En ce qui concerne l'amendement n° 8, il n'a pas, en soi, de lien direct avec le projet de loi constitutionnelle ni avec le traité de Lisbonne, comme l'a remarqué M. Gélard. L'obligation d'appliquer les dispositions du deuxième alinéa du paragraphe 2 de l'article 42 du traité sur l'Union européenne n'est pas une nouveauté introduite dans le cadre du traité de Lisbonne, puisque ces dispositions sont issues du traité de Nice : aucune modification n'est intervenue.

Sur le plan politique et sur le plan opérationnel, je dirai, pour être complet, que la politique européenne de sécurité et de défense s'est construite de façon non contradictoire avec l'OTAN. Cela est normal, puisque vingt et un des États membres de l'Union européenne sont également membres de l'OTAN. La France exerce d'ailleurs actuellement, dans le cadre de cette organisation, le commandement de la KFOR au Kosovo. Des arrangements entre les deux organisations garantissent l'autonomie de décision pour chacune d'entre elles.

Pour ces raisons de fond, nous ne sommes pas favorables à cet amendement.

En ce qui concerne l'amendement n° 10, il nous paraît quelque peu contradictoire avec l'amendement précédent, car pour construire une Europe de la défense garantissant une autonomie de son action et la paix sur le continent européen, il est indispensable que les États membres accroissent leur capacité militaire. L'Union européenne s'est dotée d'une capacité opérationnelle autonome, à la fois civile et militaire, ce qu'illustrent les opérations qui ont été conduites dans les Balkans, au Moyen-Orient, en Afrique et en Afghanistan.

C'est également dans ce cadre que le Conseil des ministres des affaires étrangères de l'Union européenne a décidé hier le lancement d'une nouvelle opération de sauvetage et de stabilisation dans le contexte de la crise au Darfour, afin de protéger les populations civiles.

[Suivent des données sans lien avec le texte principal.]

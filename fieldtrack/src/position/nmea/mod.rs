//! NMEA source - UDP listener for NMEA-0183 receivers.
//!
//! Many GPS receivers and phone apps ("GPS over network") can stream NMEA
//! sentences to a UDP port. This source listens on that port and turns the
//! sentences into fixes and status events.
//!
//! # Event mapping
//!
//! - GGA with a fix: a fix, then `FirstFix` once, then `SatelliteStatus`
//! - GGA without a fix: `SatelliteStatus` only (the fix goes stale)
//! - RMC: remembers the date; a valid RMC counts as a fix only when the
//!   receiver never sends GGA

mod protocol;

pub use protocol::{parse_sentence, GgaFix, NmeaSentence, RmcFix};

use std::net::UdpSocket as StdUdpSocket;
use std::sync::atomic::{AtomicBool, Ordering};
use std::sync::Arc;
use std::time::Duration;

use chrono::{DateTime, NaiveDate, NaiveTime, Utc};
use parking_lot::Mutex;
use tokio::net::UdpSocket;
use tokio_util::sync::CancellationToken;
use tracing::{debug, info, trace, warn};

use super::source::{FixSink, PositionSource, SourceError};
use super::state::{GpsEvent, RawFix};

/// Default NMEA-over-UDP port.
pub const DEFAULT_NMEA_PORT: u16 = 10110;

/// Maximum datagram size we expect.
const MAX_PACKET_SIZE: usize = 2048;

/// NMEA source configuration.
#[derive(Debug, Clone)]
pub struct NmeaSourceConfig {
    /// UDP port to listen on. 0 picks a free port.
    pub port: u16,

    /// Timeout for socket receive operations.
    pub recv_timeout: Duration,
}

impl Default for NmeaSourceConfig {
    fn default() -> Self {
        Self {
            port: DEFAULT_NMEA_PORT,
            recv_timeout: Duration::from_millis(500),
        }
    }
}

/// Position source reading NMEA sentences from UDP.
pub struct NmeaSource {
    config: NmeaSourceConfig,
    enabled: AtomicBool,
    running: Mutex<Option<CancellationToken>>,
    bound_port: Mutex<Option<u16>>,
}

impl NmeaSource {
    pub fn new(config: NmeaSourceConfig) -> Self {
        Self {
            config,
            enabled: AtomicBool::new(true),
            running: Mutex::new(None),
            bound_port: Mutex::new(None),
        }
    }

    /// Create with default configuration.
    pub fn with_defaults() -> Self {
        Self::new(NmeaSourceConfig::default())
    }

    /// Port actually bound while running.
    pub fn local_port(&self) -> Option<u16> {
        *self.bound_port.lock()
    }
}

impl PositionSource for NmeaSource {
    fn name(&self) -> &str {
        "nmea"
    }

    fn is_enabled(&self) -> bool {
        self.enabled.load(Ordering::SeqCst)
    }

    fn start(&self, sink: Arc<dyn FixSink>) -> Result<(), SourceError> {
        let handle = tokio::runtime::Handle::try_current()
            .map_err(|_| SourceError::NoRuntime(self.name().to_string()))?;

        // Stop the previous listener first so a fixed port can be rebound.
        self.stop();

        let port = self.config.port;
        let bind_err = |e| SourceError::SocketBind { port, source: e };
        let socket = StdUdpSocket::bind(("0.0.0.0", port)).map_err(bind_err)?;
        socket.set_nonblocking(true).map_err(bind_err)?;
        let local_port = socket.local_addr().map_err(bind_err)?.port();

        let token = CancellationToken::new();
        *self.running.lock() = Some(token.clone());
        *self.bound_port.lock() = Some(local_port);

        info!(port = local_port, "NMEA listener started");
        handle.spawn(run_listener(socket, self.config.clone(), sink, token));
        Ok(())
    }

    fn stop(&self) {
        if let Some(token) = self.running.lock().take() {
            token.cancel();
        }
        self.bound_port.lock().take();
    }
}

/// Per-connection decoding state.
#[derive(Debug, Default)]
struct NmeaState {
    first_fix_sent: bool,
    gga_seen: bool,
    date: Option<NaiveDate>,
    sentences: u64,
    fixes: u64,
}

impl NmeaState {
    fn timestamp(&self, time: Option<NaiveTime>) -> DateTime<Utc> {
        match (self.date, time) {
            (Some(date), Some(time)) => date.and_time(time).and_utc(),
            (None, Some(time)) => Utc::now().date_naive().and_time(time).and_utc(),
            _ => Utc::now(),
        }
    }

    fn handle(&mut self, sentence: NmeaSentence, sink: &dyn FixSink) {
        self.sentences += 1;
        match sentence {
            NmeaSentence::Gga(gga) => {
                self.gga_seen = true;
                match (gga.has_fix(), gga.latitude, gga.longitude) {
                    (true, Some(lat), Some(lon)) => {
                        let altitude = gga.altitude.unwrap_or(0.0);
                        let fix = RawFix::at(lon, lat, altitude, self.timestamp(gga.time));
                        self.deliver(fix, sink);
                    }
                    _ => {
                        trace!(satellites = gga.satellites, "GGA without fix");
                        sink.on_status(GpsEvent::SatelliteStatus);
                    }
                }
            }
            NmeaSentence::Rmc(rmc) => {
                if rmc.date.is_some() {
                    self.date = rmc.date;
                }
                if self.gga_seen || !rmc.valid {
                    return;
                }
                if let (Some(lat), Some(lon)) = (rmc.latitude, rmc.longitude) {
                    let fix = RawFix::at(lon, lat, 0.0, self.timestamp(rmc.time));
                    self.deliver(fix, sink);
                }
            }
        }
    }

    fn deliver(&mut self, fix: RawFix, sink: &dyn FixSink) {
        self.fixes += 1;
        sink.on_fix(Some(fix));
        if !self.first_fix_sent {
            self.first_fix_sent = true;
            info!(
                lat = format!("{:.6}", fix.latitude),
                lon = format!("{:.6}", fix.longitude),
                "First NMEA fix"
            );
            sink.on_status(GpsEvent::FirstFix);
        }
        sink.on_status(GpsEvent::SatelliteStatus);
    }
}

async fn run_listener(
    socket: StdUdpSocket,
    config: NmeaSourceConfig,
    sink: Arc<dyn FixSink>,
    cancellation: CancellationToken,
) {
    let socket = match UdpSocket::from_std(socket) {
        Ok(socket) => socket,
        Err(e) => {
            warn!(error = %e, "Failed to register NMEA socket with the runtime");
            sink.on_status(GpsEvent::Stopped);
            return;
        }
    };

    let mut buffer = [0u8; MAX_PACKET_SIZE];
    let mut state = NmeaState::default();

    loop {
        let recv = tokio::select! {
            _ = cancellation.cancelled() => break,
            recv = tokio::time::timeout(config.recv_timeout, socket.recv(&mut buffer)) => recv,
        };

        match recv {
            Ok(Ok(len)) => {
                let text = String::from_utf8_lossy(&buffer[..len]);
                for line in text.lines() {
                    match parse_sentence(line) {
                        Some(sentence) => state.handle(sentence, sink.as_ref()),
                        None => trace!(line = %line, "Skipping NMEA line"),
                    }
                }
            }
            Ok(Err(e)) => {
                warn!(error = %e, "UDP receive error");
                tokio::time::sleep(Duration::from_millis(100)).await;
            }
            Err(_) => {
                trace!("No NMEA data received (timeout)");
            }
        }
    }

    debug!(
        sentences = state.sentences,
        fixes = state.fixes,
        "NMEA listener stopped"
    );
}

Comme vous le savez, le traité prévoit la mise en place d'une coopération structurée, élargit les missions de l'Union européenne, notamment en matière de désarmement, de prévention des conflits et de stabilisation à la fin de ces conflits.

Ces mesures ne pourront être prises sans notre consentement, puisque le traité prévoit qu'elles devront l'être à l'unanimité.

Par conséquent, nous ne sommes pas favorables à cet amendement.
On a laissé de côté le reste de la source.